The U.S. military has identified a World War II soldier from Livingston County.

Japanese forces had captured John Ferguson, a Flanagan man who served with the U.S. Army Air Forces, following the Japanese invasion of the Philippine Islands in 1941.

Ferguson, 20, was one of thousands of U.S. soldiers subjected to the 65-mile Bataan death march and then held as a prisoner of war.

John Ferguson
Defense POW/MIA Accounting Agency (DPAA)
John Ferguson died in Dec. 1942 after he was captured by Japanese forces during World War II.

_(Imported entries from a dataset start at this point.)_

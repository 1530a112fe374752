//! # Error Types and Translation from the Native Library
//!
//! Every fallible native call returns a success flag. On failure the native
//! library keeps a thread-local error code and message, valid until the next
//! native call on the same thread, so the flag is checked and the error state
//! fetched immediately at every call site (see [`crate::Clingo::check`]).

use core::ffi::{c_int, CStr};
use std::any::Any;
use std::panic::resume_unwind;

use thiserror::Error;

use crate::ffi;

/// Error classes reported by the native library
#[derive(Debug, Clone, Copy, PartialEq, Eq)]
pub enum ErrorCode {
    /// A precondition of the failed call was violated
    Runtime,
    /// An invalid literal or malformed state was passed
    Logic,
    /// Native memory allocation failed
    BadAlloc,
    /// Failure without a more specific class, also used for errors signalled
    /// by user callbacks
    Unknown,
}

impl ErrorCode {
    pub(crate) fn from_raw(code: ffi::clingo_error_t) -> Self {
        match code {
            1 => ErrorCode::Runtime,
            2 => ErrorCode::Logic,
            3 => ErrorCode::BadAlloc,
            _ => ErrorCode::Unknown,
        }
    }

    pub(crate) fn to_raw(self) -> ffi::clingo_error_t {
        match self {
            ErrorCode::Runtime => 1,
            ErrorCode::Logic => 2,
            ErrorCode::BadAlloc => 3,
            ErrorCode::Unknown => 4,
        }
    }
}

/// Error fetched from the native library after a failed call
#[derive(Error, Clone, PartialEq, Eq, Debug)]
#[error("clingo: {message} ({code:?})")]
pub struct NativeError {
    pub(crate) code: ErrorCode,
    pub(crate) message: String,
}

impl NativeError {
    /// The native error class
    #[must_use]
    pub fn code(&self) -> ErrorCode {
        self.code
    }

    /// The native error message
    #[must_use]
    pub fn message(&self) -> &str {
        &self.message
    }
}

/// Error raised by a user callback while the native library was in control
///
/// Wraps the original error instead of the generic native error state, so the
/// cause of a failed ground or solve call remains inspectable.
#[derive(Error, Debug)]
#[error("error in user callback during {during}")]
pub struct CallbackError {
    pub(crate) during: &'static str,
    #[source]
    pub(crate) source: anyhow::Error,
}

impl CallbackError {
    /// The operation whose callback failed (`"ground"`, `"solve"`, ...)
    #[must_use]
    pub fn during(&self) -> &'static str {
        self.during
    }
}

/// Fatal error returned if the clingo C API returns an invalid value
#[derive(Error, Clone, Copy, PartialEq, Eq, Debug)]
#[error("clingo c-api returned an invalid value: {api_call} -> {value}")]
pub struct InvalidApiReturn {
    pub(crate) api_call: &'static str,
    pub(crate) value: c_int,
}

/// A failure captured at a callback trampoline
///
/// Native code cannot unwind Rust panics, so trampolines catch both explicit
/// callback errors and panics, signal failure through the callback return
/// protocol, and leave the original cause here to be rethrown once control is
/// back on the Rust side of the boundary.
#[derive(Debug)]
pub(crate) enum Fault {
    Error(anyhow::Error),
    Panic(Box<dyn Any + Send + 'static>),
}

impl Fault {
    /// Turns the stored fault back into the caller-visible failure
    ///
    /// Panics are resumed; explicit errors become a [`CallbackError`].
    pub(crate) fn rethrow(self, during: &'static str) -> anyhow::Error {
        match self {
            Fault::Error(source) => CallbackError { during, source }.into(),
            Fault::Panic(payload) => resume_unwind(payload),
        }
    }
}

impl crate::Clingo {
    /// Checks a native success flag, fetching the thread-local error state on
    /// failure
    ///
    /// Must be invoked directly after the call that produced `ok`, before any
    /// further native call on this thread.
    pub(crate) fn check(&self, ok: bool) -> Result<(), NativeError> {
        if ok {
            return Ok(());
        }
        Err(self.fetch_error())
    }

    pub(crate) fn fetch_error(&self) -> NativeError {
        let vt = self.vtable();
        let code = ErrorCode::from_raw(unsafe { (vt.error_code)() });
        let raw = unsafe { (vt.error_message)() };
        let message = if raw.is_null() {
            String::from("no message")
        } else {
            unsafe { CStr::from_ptr(raw) }.to_string_lossy().into_owned()
        };
        NativeError { code, message }
    }
}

According to prison and other records, Ferguson died Dec. 10, 1942 and was buried with other prisoners in the Cabanatuan Camp Cemetery in the Philippines. The body was later moved to an American cemetery in Manila in 1950 after Ferguson and many other soldiers could not be identified by the American Graves Registration Service (AGRS).

The Defense Department’s POW/MIA Accounting Agency (DPAA) exhumed Ferguson's body in 2018 and sent his remains to its laboratory at Joint Base Pearly Harbor-Hickman, Hawaii for analysis. Scientists used DNA testing and other analysis to identify him.

The defense agency said Ferguson was accounted for on July 14, but it withheld publicly releasing his identity until Ferguson’s family received a full briefing.

Ferguson will be buried Oct. 1 in Gridley.